La Gloria de Dios – Sesión 8: La Visión de Isaías (Parte 2)
La prédica se centra en la visión de Isaías 6, donde el profeta contempla la gloria de Dios sentado en un trono alto y sublime, rodeado de serafines que proclaman su santidad. Frente a esa manifestación, Isaías no se siente digno ni superior a los demás, sino que reconoce su propia condición y exclama: “¡Ay de mí, que soy muerto!”. La enseñanza destaca que encontrarse verdaderamente con la presencia de Dios debe producir humildad, reverencia y conciencia de nuestra propia condición, en lugar de llevarnos a sentirnos superiores o a creer que podemos manejar la gloria de Dios.
A partir de allí, la prédica llama a reconocer y abandonar los pecados que caracterizan al ser humano: materialismo, hedonismo, desobediencia, perversión moral, soberbia y corrupción. El mensaje sostiene que no alcanza con recibir el perdón de Cristo; ese perdón debe producir una vida de santidad, en la que el pecado ya no resulte algo con lo que podamos convivir cómodamente. El carbón encendido que toca los labios de Isaías representa la purificación de su culpa, mostrando que el arrepentimiento y el acercamiento a la presencia de Dios permiten que Él limpie y transforme al creyente.

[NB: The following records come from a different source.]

//! ChannelObserver - bridges poll-thread notifications into a bounded tokio
//! channel consumed by the async [`Dispatcher`](crate::Dispatcher).

use std::sync::atomic::{AtomicU64, Ordering};
use std::sync::Arc;

use contracts::{ConnectionEvent, ConnectionObserver};
use tokio::sync::mpsc;
use tracing::{debug, trace};

type EventFilter = Box<dyn Fn(&ConnectionEvent) -> bool + Send + Sync>;

/// Observer that forwards notifications with `try_send`; never blocks
pub struct ChannelObserver {
    name: String,
    tx: mpsc::Sender<ConnectionEvent>,
    filter: Option<EventFilter>,
    forwarded: Arc<AtomicU64>,
    dropped: Arc<AtomicU64>,
}

impl ChannelObserver {
    /// Create the observer and the receiving end of its channel
    pub fn new(
        name: impl Into<String>,
        capacity: usize,
    ) -> (Self, mpsc::Receiver<ConnectionEvent>) {
        let (tx, rx) = mpsc::channel(capacity.max(1));
        let observer = Self {
            name: name.into(),
            tx,
            filter: None,
            forwarded: Arc::new(AtomicU64::new(0)),
            dropped: Arc::new(AtomicU64::new(0)),
        };
        (observer, rx)
    }

    /// Forward only notifications for which `filter` returns true
    #[must_use]
    pub fn with_filter<F>(mut self, filter: F) -> Self
    where
        F: Fn(&ConnectionEvent) -> bool + Send + Sync + 'static,
    {
        self.filter = Some(Box::new(filter));
        self
    }

    pub fn forwarded(&self) -> u64 {
        self.forwarded.load(Ordering::Relaxed)
    }

    /// Notifications lost to a full channel
    pub fn dropped(&self) -> u64 {
        self.dropped.load(Ordering::Relaxed)
    }

    /// Shared drop counter, readable after the observer moved into a list
    pub fn dropped_counter(&self) -> Arc<AtomicU64> {
        Arc::clone(&self.dropped)
    }
}

impl ConnectionObserver for ChannelObserver {
    fn name(&self) -> &str {
        &self.name
    }

    fn on_event(&self, event: &ConnectionEvent) {
        if let Some(filter) = &self.filter {
            if !filter(event) {
                return;
            }
        }

        match self.tx.try_send(event.clone()) {
            Ok(()) => {
                self.forwarded.fetch_add(1, Ordering::Relaxed);
            }
            Err(mpsc::error::TrySendError::Full(event)) => {
                self.dropped.fetch_add(1, Ordering::Relaxed);
                trace!(
                    observer = %self.name,
                    kind = event.kind(),
                    "channel full, notification dropped"
                );
            }
            Err(mpsc::error::TrySendError::Closed(_)) => {
                debug!(observer = %self.name, "channel receiver gone");
            }
        }
    }
}

#[cfg(test)]
mod tests {
    use super::*;

    #[test]
    fn test_full_channel_drops() {
        let (observer, mut rx) = ChannelObserver::new("bridge", 2);
        for _ in 0..5 {
            observer.on_event(&ConnectionEvent::Connected);
        }
        assert_eq!(observer.forwarded(), 2);
        assert_eq!(observer.dropped(), 3);
        assert!(rx.try_recv().is_ok());
    }

    #[test]
    fn test_filter() {
        let (observer, mut rx) = ChannelObserver::new("frames", 4);
        let observer =
            observer.with_filter(|event| matches!(event, ConnectionEvent::ConnectionLost));

        observer.on_event(&ConnectionEvent::Connected);
        observer.on_event(&ConnectionEvent::ConnectionLost);

        assert_eq!(rx.try_recv().unwrap().kind(), "connection_lost");
        assert!(rx.try_recv().is_err());
    }

    #[test]
    fn test_closed_receiver_is_quiet() {
        let (observer, rx) = ChannelObserver::new("closed", 1);
        drop(rx);
        observer.on_event(&ConnectionEvent::Init);
        assert_eq!(observer.forwarded(), 0);
        assert_eq!(observer.dropped(), 0);
    }
}
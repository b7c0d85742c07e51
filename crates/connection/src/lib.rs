//! # Connection
//!
//! 与 tracking 服务的连接：后台 poll 线程 + 公共 API。
//!
//! 负责：
//! - 轮询 transport，把事件路由进 `CorrelationEngine`
//! - 同步通知 `ConnectionObserver`，隔离 observer / handler panic
//! - policy 与 config 请求，设备列表，异常状态上报
//! - 可脚本化的 `MockTransport` 与 JSONL 回放 `ReplayTransport`
//!
//! ## Usage
//!
//! ```ignore
//! use connection::{Connection, MockTransport};
//!
//! let connection = Connection::new(MockTransport::default(), ConnectionConfig::default());
//! connection.subscribe(observer);
//! connection.start()?;
//! connection.set_policy(PolicyFlag::Images)?;
//! ```

mod connection;
mod devices;
mod error;
mod mock;
mod registry;
mod replay;
mod status;

pub use connection::{Connection, POLL_THREAD_NAME};
pub use devices::DeviceList;
pub use error::{ConnectionError, Result};
pub use mock::{MockCall, MockConfig, MockOperation, MockTransport};
pub use registry::ConnectionRegistry;
pub use replay::{write_capture, CaptureRecord, ReplayConfig, ReplayTransport};
pub use status::StatusReporter;
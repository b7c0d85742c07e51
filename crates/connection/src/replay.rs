//! Replay transport - plays back a recorded capture
//!
//! A capture is a JSONL file, one [`CaptureRecord`] per line: the transport
//! clock at which the event was recorded plus the event itself. Playback
//! keeps the original pacing scaled by `speed`. Image buffers handed over by
//! the connection are filled from the recorded pixels.

use std::collections::{HashMap, VecDeque};
use std::fs::File;
use std::io::{BufRead, BufReader, Write};
use std::path::{Path, PathBuf};
use std::sync::{Mutex, MutexGuard, PoisonError};
use std::thread;
use std::time::{Duration, Instant};

use contracts::{
    ConfigValue, ConnectionStatus, FrameId, ImageRequest, PollOutcome, PolicyMask, SlotHandle,
    Transport, TransportConfig, TransportEvent, TransportResult, TransportStatus,
};
use serde::{Deserialize, Serialize};
use tracing::{debug, info, trace, warn};

use crate::error::{ConnectionError, Result};

/// One line of a capture file
#[derive(Debug, Clone, PartialEq, Serialize, Deserialize)]
pub struct CaptureRecord {
    /// Transport clock when recorded (microseconds)
    pub at_us: i64,
    pub event: TransportEvent,
}

/// Replay configuration
#[derive(Debug, Clone)]
pub struct ReplayConfig {
    pub path: PathBuf,
    /// Playback speed multiplier (1.0 = recorded pace)
    pub speed: f64,
    /// Start over at the end of the capture
    pub loop_playback: bool,
}

impl ReplayConfig {
    pub fn new(path: impl Into<PathBuf>) -> Self {
        Self {
            path: path.into(),
            speed: 1.0,
            loop_playback: false,
        }
    }

    /// `None` when the transport section names no capture file
    pub fn from_transport(config: &TransportConfig) -> Option<Self> {
        config.replay_path.as_ref().map(|path| Self {
            path: path.clone(),
            speed: config.replay_speed,
            loop_playback: config.replay_loop,
        })
    }
}

#[derive(Debug)]
struct ReplayState {
    open: bool,
    cursor: usize,
    /// Wall clock of the current pass start
    started: Option<Instant>,
    /// Added to recorded frame ids; grows on every loop
    frame_offset: FrameId,
    /// Added to recorded timestamps; grows on every loop
    time_offset: i64,
    passes: u64,
    /// Buffers handed over, keyed by image token
    buffers: HashMap<u64, (SlotHandle, Vec<u8>)>,
    /// Synthetic answers delivered before the next recorded event
    replies: VecDeque<TransportEvent>,
    next_request_id: u32,
}

/// Transport that replays a capture file
#[derive(Debug)]
pub struct ReplayTransport {
    records: Vec<CaptureRecord>,
    config: ReplayConfig,
    first_at: i64,
    span_us: i64,
    frame_span: FrameId,
    state: Mutex<ReplayState>,
}

impl ReplayTransport {
    /// Load and time-sort a capture
    pub fn load(config: ReplayConfig) -> Result<Self> {
        let file = File::open(&config.path)
            .map_err(|e| ConnectionError::replay(&config.path, e.to_string()))?;
        let reader = BufReader::new(file);

        let mut records = Vec::new();
        for (number, line) in reader.lines().enumerate() {
            let line = line.map_err(|e| ConnectionError::replay(&config.path, e.to_string()))?;
            if line.trim().is_empty() {
                continue;
            }
            let record: CaptureRecord = serde_json::from_str(&line).map_err(|e| {
                ConnectionError::replay(&config.path, format!("line {}: {e}", number + 1))
            })?;
            records.push(record);
        }

        info!(
            path = %config.path.display(),
            records = records.len(),
            "loaded capture"
        );
        Ok(Self::from_records(records, config))
    }

    /// Build from in-memory records (sorted by `at_us`, stable)
    pub fn from_records(mut records: Vec<CaptureRecord>, config: ReplayConfig) -> Self {
        records.sort_by_key(|record| record.at_us);

        let first_at = records.first().map_or(0, |r| r.at_us);
        let last_at = records.last().map_or(0, |r| r.at_us);
        let (min_id, max_id) = records
            .iter()
            .filter_map(|r| event_frame_id(&r.event))
            .fold((FrameId::MAX, FrameId::MIN), |(lo, hi), id| {
                (lo.min(id), hi.max(id))
            });
        let frame_span = if min_id <= max_id {
            max_id - min_id + 1
        } else {
            0
        };

        Self {
            records,
            first_at,
            span_us: last_at - first_at + 1,
            frame_span,
            config,
            state: Mutex::new(ReplayState {
                open: false,
                cursor: 0,
                started: None,
                frame_offset: 0,
                time_offset: 0,
                passes: 0,
                buffers: HashMap::new(),
                replies: VecDeque::new(),
                next_request_id: 1,
            }),
        }
    }

    fn state(&self) -> MutexGuard<'_, ReplayState> {
        self.state.lock().unwrap_or_else(PoisonError::into_inner)
    }

    fn speed(&self) -> f64 {
        self.config.speed.max(0.01)
    }

    pub fn len(&self) -> usize {
        self.records.len()
    }

    pub fn is_empty(&self) -> bool {
        self.records.is_empty()
    }

    /// Every record was delivered and looping is off
    pub fn finished(&self) -> bool {
        let state = self.state();
        !self.config.loop_playback && state.cursor >= self.records.len()
    }

    /// Completed passes over the capture
    pub fn passes(&self) -> u64 {
        self.state().passes
    }

    /// Wall-clock offset of `record` from the pass start
    fn due(&self, record: &CaptureRecord) -> Duration {
        let offset_us = (record.at_us - self.first_at).max(0) as f64 / self.speed();
        Duration::from_micros(offset_us as u64)
    }

    /// Shift a recorded event into the current pass; `None` for completions
    /// nobody provided a buffer for.
    fn prepare(&self, state: &mut ReplayState, event: &TransportEvent) -> Option<TransportEvent> {
        let mut event = event.clone();
        shift_event(&mut event, state.frame_offset, state.time_offset);

        if let TransportEvent::ImageComplete(completion) = &mut event {
            let Some((slot, mut buffer)) = state.buffers.remove(&completion.token) else {
                trace!(token = completion.token, "skipping unclaimed image");
                return None;
            };
            buffer.clear();
            buffer.extend_from_slice(&completion.pixels);
            completion.slot = slot;
            completion.pixels = buffer;
        }
        Some(event)
    }

    fn rewind(&self, state: &mut ReplayState) {
        state.passes += 1;
        state.cursor = 0;
        state.started = Some(Instant::now());
        state.frame_offset += self.frame_span;
        state.time_offset += self.span_us;
        debug!(passes = state.passes, "looping capture");
    }
}

impl Transport for ReplayTransport {
    fn open(&self) -> TransportResult<()> {
        let mut state = self.state();
        state.open = true;
        if state.started.is_none() {
            state.started = Some(Instant::now());
        }
        Ok(())
    }

    fn close(&self) {
        let mut state = self.state();
        state.open = false;
        state.buffers.clear();
    }

    fn poll(&self, timeout: Duration) -> PollOutcome {
        loop {
            let mut state = self.state();
            if !state.open {
                return PollOutcome::Disconnected;
            }
            if let Some(reply) = state.replies.pop_front() {
                return PollOutcome::Event(reply);
            }

            if state.cursor >= self.records.len() {
                if self.config.loop_playback && !self.records.is_empty() {
                    self.rewind(&mut state);
                    continue;
                }
                drop(state);
                thread::sleep(timeout);
                return PollOutcome::Timeout;
            }

            let started = *state.started.get_or_insert_with(Instant::now);
            let record = &self.records[state.cursor];
            let due = self.due(record);
            let elapsed = started.elapsed();

            if due > elapsed {
                let wait = due - elapsed;
                if wait > timeout {
                    drop(state);
                    thread::sleep(timeout);
                    return PollOutcome::Timeout;
                }
                drop(state);
                thread::sleep(wait);
                continue;
            }

            state.cursor += 1;
            if let Some(event) = self.prepare(&mut state, &record.event) {
                return PollOutcome::Event(event);
            }
        }
    }

    fn set_policy_flags(&self, set: PolicyMask, clear: PolicyMask) -> TransportResult<()> {
        let current = PolicyMask(set.bits() & !clear.bits());
        self.state()
            .replies
            .push_back(TransportEvent::PolicyChange { current });
        Ok(())
    }

    fn request_config_value(&self, key: &str) -> TransportResult<u32> {
        let mut state = self.state();
        let request_id = state.next_request_id;
        state.next_request_id += 1;
        debug!(key, request_id, "config value unavailable during replay");
        state.replies.push_back(TransportEvent::ConfigResponse {
            request_id,
            value: ConfigValue::Unknown,
        });
        Ok(request_id)
    }

    fn save_config_value(&self, key: &str, _value: &ConfigValue) -> TransportResult<u32> {
        let mut state = self.state();
        let request_id = state.next_request_id;
        state.next_request_id += 1;
        debug!(key, request_id, "config write ignored during replay");
        state.replies.push_back(TransportEvent::ConfigChange {
            request_id,
            status: false,
        });
        Ok(request_id)
    }

    /// Capture clock: recorded time of the pass start plus scaled wall time
    fn now(&self) -> i64 {
        let state = self.state();
        let elapsed = state
            .started
            .map_or(Duration::ZERO, |started| started.elapsed());
        self.first_at + state.time_offset + (elapsed.as_micros() as f64 * self.speed()) as i64
    }

    fn provide_image_buffer(
        &self,
        request: &ImageRequest,
        slot: SlotHandle,
        buffer: Vec<u8>,
    ) -> TransportResult<()> {
        let mut state = self.state();
        if !state.open {
            return Err(TransportStatus::NotConnected);
        }
        state.buffers.insert(request.token, (slot, buffer));
        Ok(())
    }

    fn discard_image(&self, request: &ImageRequest) -> TransportResult<()> {
        self.state().buffers.remove(&request.token);
        Ok(())
    }

    fn connection_status(&self) -> TransportResult<ConnectionStatus> {
        let state = self.state();
        Ok(if state.open {
            ConnectionStatus::Connected
        } else {
            ConnectionStatus::NotConnected
        })
    }
}

/// Frame id an event belongs to, if any
fn event_frame_id(event: &TransportEvent) -> Option<FrameId> {
    match event {
        TransportEvent::Tracking(tracking) => Some(tracking.frame_id),
        TransportEvent::ImageRequest(request) => Some(request.frame_id),
        TransportEvent::ImageComplete(completion) => Some(completion.frame_id),
        TransportEvent::TrackedQuad(quad) => Some(quad.frame_id),
        _ => None,
    }
}

fn shift_event(event: &mut TransportEvent, frames: FrameId, micros: i64) {
    if frames == 0 && micros == 0 {
        return;
    }
    match event {
        TransportEvent::Tracking(tracking) => {
            tracking.frame_id += frames;
            tracking.timestamp += micros;
        }
        TransportEvent::ImageRequest(request) => {
            request.frame_id += frames;
        }
        TransportEvent::ImageComplete(completion) => {
            completion.frame_id += frames;
            completion.timestamp += micros;
        }
        TransportEvent::TrackedQuad(quad) => {
            quad.frame_id += frames;
            quad.timestamp += micros;
        }
        _ => {}
    }
}

/// Write records as a capture file
pub fn write_capture(path: &Path, records: &[CaptureRecord]) -> Result<()> {
    let mut file =
        File::create(path).map_err(|e| ConnectionError::replay(path, e.to_string()))?;
    for record in records {
        let line = serde_json::to_string(record)
            .map_err(|e| ConnectionError::replay(path, e.to_string()))?;
        writeln!(file, "{line}").map_err(|e| ConnectionError::replay(path, e.to_string()))?;
    }
    if records.is_empty() {
        warn!(path = %path.display(), "wrote empty capture");
    }
    Ok(())
}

Finalmente, la prédica explica que “Heme aquí, envíame a mí” no debe ser el comienzo, sino el resultado de un proceso: primero contemplar la gloria de Dios, reconocer nuestra indignidad, arrepentirnos y ser purificados por Él; recién después estamos preparados para ser enviados. La verdadera disposición para servir a Dios nace de haber estado en su presencia y haber experimentado su limpieza, no simplemente de sentirnos preparados o capacitados. Por eso, el llamado final es a dejar de mirar los defectos de los demás y comenzar por uno mismo, reconociendo nuestros propios “ayes”, buscando santidad y permitiendo que Cristo nos limpie para poder responder al llamado de Dios.